| Author here. I knew that some people would react negatively to the term, but I can assure the intention is for you to have a better understanding of exactly how and when you should use Spice and Rayon. I would recommend reading the benchmark document: https://github.com/judofyr/spice/blob/main/bench/README.md. What people typically do when comparing parallel code is to only compare the sequential/baseline with a parallel version running at all threads (16). Let's use the numbers for Rayon that I got for the 100M case: - Sequential version: 7.48 ns. - Rayon: 1.64 ns. Then they go "For this problem Rayon showed a 4.5x speed-up, but uses 16 threads. Oh no, this is a bad fit." That's very true, but you don't learn anything from that. How can I use apply this knowledge to other types of problems? However, if you run the same benchmark on varying number of threads you learn something more interesting: The scheduler in Rayon is actually pretty good at giving work to separate threads, but the overall work execution mechanism has a ~15 ns overhead. Despite this being an utterly useless program we've learnt something that we can apply later on: Our smallest unit of work should probably be a bit bigger than ~7 ns before we reach for Rayon. (Unless it's more important for use to reduce overall latency at the cost of the throughput of the whole system.) In comparison, if you read the Rayon documentation they will not attempt to give you any number. They just say "Conceptually, calling join() is similar to spawning two threads, one executing each of the two closures. However, the implementation is quite different and incurs very low overhead": https://docs.rs/rayon/latest/rayon/fn.join.html. (Also: If I wanted to be misleading I would say "Spice is twice as fast as Rayon since it gets 10x speed-up compared to 4.5x speed-up") |
> Despite this being an utterly useless program we've learnt something that we can apply later on: Our smallest unit of work should probably be a bit bigger than ~7 ns before we reach for Rayon.
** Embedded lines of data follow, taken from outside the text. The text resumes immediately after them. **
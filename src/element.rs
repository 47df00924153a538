//! Cache Element
//!
//! This module provides [`Element<K, V>`], the unit of cached data handed to a
//! store. An element carries its key and value together with the bookkeeping a
//! store needs to apply cache semantics no matter where the element currently
//! lives (spool, disk or memory):
//!
//! - creation and last-access timestamps (milliseconds since the UNIX epoch)
//! - a hit counter used by the frequency-based eviction sampler
//! - an expiry policy: eternal flag, time-to-live and time-to-idle
//!
//! Timestamps are wall-clock milliseconds rather than a monotonic clock because
//! they are persisted with the element and must stay meaningful after the
//! process restarts and the disk store rehydrates its index.
//!
//! # Expiry
//!
//! ```text
//!   eternal, or ttl == 0 && tti == 0      ->  never expires (u64::MAX)
//!   ttl only                              ->  creation + ttl
//!   tti only                              ->  max(creation, last_access) + tti
//!   both                                  ->  the earlier of the two
//! ```
//!
//! # Examples
//!
//! ```
//! use spoolcache::Element;
//! use std::time::Duration;
//!
//! let element = Element::new("session:42".to_string(), vec![1u8, 2, 3])
//!     .with_time_to_live(Duration::from_secs(60));
//! assert!(!element.is_expired());
//! assert_eq!(element.hit_count(), 0);
//! ```

use core::fmt;
use std::time::{Duration, SystemTime, UNIX_EPOCH};

/// Returns the current wall-clock time in milliseconds since the UNIX epoch.
#[inline]
pub(crate) fn now_millis() -> u64 {
    SystemTime::now()
        .duration_since(UNIX_EPOCH)
        .map(|d| u64::try_from(d.as_millis()).unwrap_or(u64::MAX))
        .unwrap_or(0)
}

/// Converts a duration to whole milliseconds, saturating on overflow.
#[inline]
pub(crate) fn duration_millis(duration: Duration) -> u64 {
    u64::try_from(duration.as_millis()).unwrap_or(u64::MAX)
}

/// A cached key/value pair with timestamps, hit count and expiry policy.
///
/// `key` and `value` are public for direct access, following the other
/// plain-data types in this crate; the bookkeeping fields are only changed
/// through methods so the expiry arithmetic stays consistent.
pub struct Element<K, V> {
    /// The cached key
    pub key: K,

    /// The cached value
    pub value: V,

    creation_time: u64,
    last_access_time: u64,
    hit_count: u64,
    eternal: bool,
    time_to_live: u64,
    time_to_idle: u64,
}

impl<K, V> Element<K, V> {
    /// Creates a new element with no expiry and zeroed access statistics.
    ///
    /// # Examples
    ///
    /// ```
    /// use spoolcache::Element;
    ///
    /// let element = Element::new("k1", "v1");
    /// assert_eq!(element.key, "k1");
    /// assert_eq!(element.value, "v1");
    /// assert_eq!(element.expiration_time(), u64::MAX);
    /// ```
    #[inline]
    pub fn new(key: K, value: V) -> Self {
        let now = now_millis();
        Self {
            key,
            value,
            creation_time: now,
            last_access_time: 0,
            hit_count: 0,
            eternal: false,
            time_to_live: 0,
            time_to_idle: 0,
        }
    }

    /// Rebuilds an element from persisted fields.
    pub(crate) fn from_parts(key: K, value: V, parts: ElementParts) -> Self {
        Self {
            key,
            value,
            creation_time: parts.creation_time,
            last_access_time: parts.last_access_time,
            hit_count: parts.hit_count,
            eternal: parts.eternal,
            time_to_live: parts.time_to_live,
            time_to_idle: parts.time_to_idle,
        }
    }

    /// Returns the bookkeeping fields for persistence.
    pub(crate) fn parts(&self) -> ElementParts {
        ElementParts {
            creation_time: self.creation_time,
            last_access_time: self.last_access_time,
            hit_count: self.hit_count,
            eternal: self.eternal,
            time_to_live: self.time_to_live,
            time_to_idle: self.time_to_idle,
        }
    }

    /// Sets the time-to-live, measured from creation. Zero means no limit.
    #[must_use]
    pub fn with_time_to_live(mut self, ttl: Duration) -> Self {
        self.time_to_live = duration_millis(ttl);
        self
    }

    /// Sets the time-to-idle, measured from the last access. Zero means no limit.
    #[must_use]
    pub fn with_time_to_idle(mut self, tti: Duration) -> Self {
        self.time_to_idle = duration_millis(tti);
        self
    }

    /// Marks the element as eternal; eternal elements ignore TTL and TTI.
    #[must_use]
    pub fn with_eternal(mut self, eternal: bool) -> Self {
        self.eternal = eternal;
        self
    }

    /// Creation timestamp in milliseconds since the UNIX epoch.
    #[inline]
    pub fn creation_time(&self) -> u64 {
        self.creation_time
    }

    /// Last access timestamp in milliseconds since the UNIX epoch, or 0 if
    /// the element has never been read through a statistics-updating `get`.
    #[inline]
    pub fn last_access_time(&self) -> u64 {
        self.last_access_time
    }

    /// Number of statistics-updating reads of this element.
    #[inline]
    pub fn hit_count(&self) -> u64 {
        self.hit_count
    }

    #[inline]
    pub(crate) fn set_hit_count(&mut self, hit_count: u64) {
        self.hit_count = hit_count;
    }

    /// Whether the element ignores time-based expiry.
    #[inline]
    pub fn is_eternal(&self) -> bool {
        self.eternal
    }

    /// The configured time-to-live.
    #[inline]
    pub fn time_to_live(&self) -> Duration {
        Duration::from_millis(self.time_to_live)
    }

    /// The configured time-to-idle.
    #[inline]
    pub fn time_to_idle(&self) -> Duration {
        Duration::from_millis(self.time_to_idle)
    }

    /// Records a read: increments the hit count and stamps the access time.
    #[inline]
    pub fn update_access_statistics(&mut self) {
        self.last_access_time = now_millis();
        self.hit_count = self.hit_count.saturating_add(1);
    }

    /// The instant (ms since the epoch) at which the element expires, or
    /// `u64::MAX` if it never does.
    pub fn expiration_time(&self) -> u64 {
        if self.eternal || (self.time_to_live == 0 && self.time_to_idle == 0) {
            return u64::MAX;
        }

        let ttl_expiry = self.creation_time.saturating_add(self.time_to_live);
        let most_recent = self.creation_time.max(self.last_access_time);
        let tti_expiry = most_recent.saturating_add(self.time_to_idle);

        if self.time_to_idle == 0 {
            ttl_expiry
        } else if self.time_to_live == 0 {
            tti_expiry
        } else {
            ttl_expiry.min(tti_expiry)
        }
    }

    /// Whether the element has expired at `now` (ms since the epoch).
    #[inline]
    pub fn is_expired_at(&self, now: u64) -> bool {
        now >= self.expiration_time()
    }

    /// Whether the element has expired.
    #[inline]
    pub fn is_expired(&self) -> bool {
        self.is_expired_at(now_millis())
    }
}

/// Persisted bookkeeping of an element, separate from its key and value.
#[derive(Debug, Clone, Copy, PartialEq, Eq)]
pub(crate) struct ElementParts {
    pub(crate) creation_time: u64,
    pub(crate) last_access_time: u64,
    pub(crate) hit_count: u64,
    pub(crate) eternal: bool,
    pub(crate) time_to_live: u64,
    pub(crate) time_to_idle: u64,
}

impl<K: Clone, V: Clone> Clone for Element<K, V> {
    fn clone(&self) -> Self {
        Self {
            key: self.key.clone(),
            value: self.value.clone(),
            creation_time: self.creation_time,
            last_access_time: self.last_access_time,
            hit_count: self.hit_count,
            eternal: self.eternal,
            time_to_live: self.time_to_live,
            time_to_idle: self.time_to_idle,
        }
    }
}

impl<K: PartialEq, V: PartialEq> PartialEq for Element<K, V> {
    /// Elements compare by key and value only; statistics are ignored.
    fn eq(&self, other: &Self) -> bool {
        self.key == other.key && self.value == other.value
    }
}

impl<K: fmt::Debug, V: fmt::Debug> fmt::Debug for Element<K, V> {
    fn fmt(&self, f: &mut fmt::Formatter<'_>) -> fmt::Result {
        f.debug_struct("Element")
            .field("key", &self.key)
            .field("value", &self.value)
            .field("creation_time", &self.creation_time)
            .field("last_access_time", &self.last_access_time)
            .field("hit_count", &self.hit_count)
            .field("eternal", &self.eternal)
            .field("time_to_live", &self.time_to_live)
            .field("time_to_idle", &self.time_to_idle)
            .finish()
    }
}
That's a very interesting project.
The big limitation I see with the current approach is that the usability of the library is much worth than what Rayon offers.
The true magic of Rayon is that you just replace `iter()` with `par_iter()` in you code and voilà! now you have a parallel execution. But yes it has some overhead, so maybe Rayon could try and implement this kind of scheduling as an alternative so that people pick what works best for their use-case.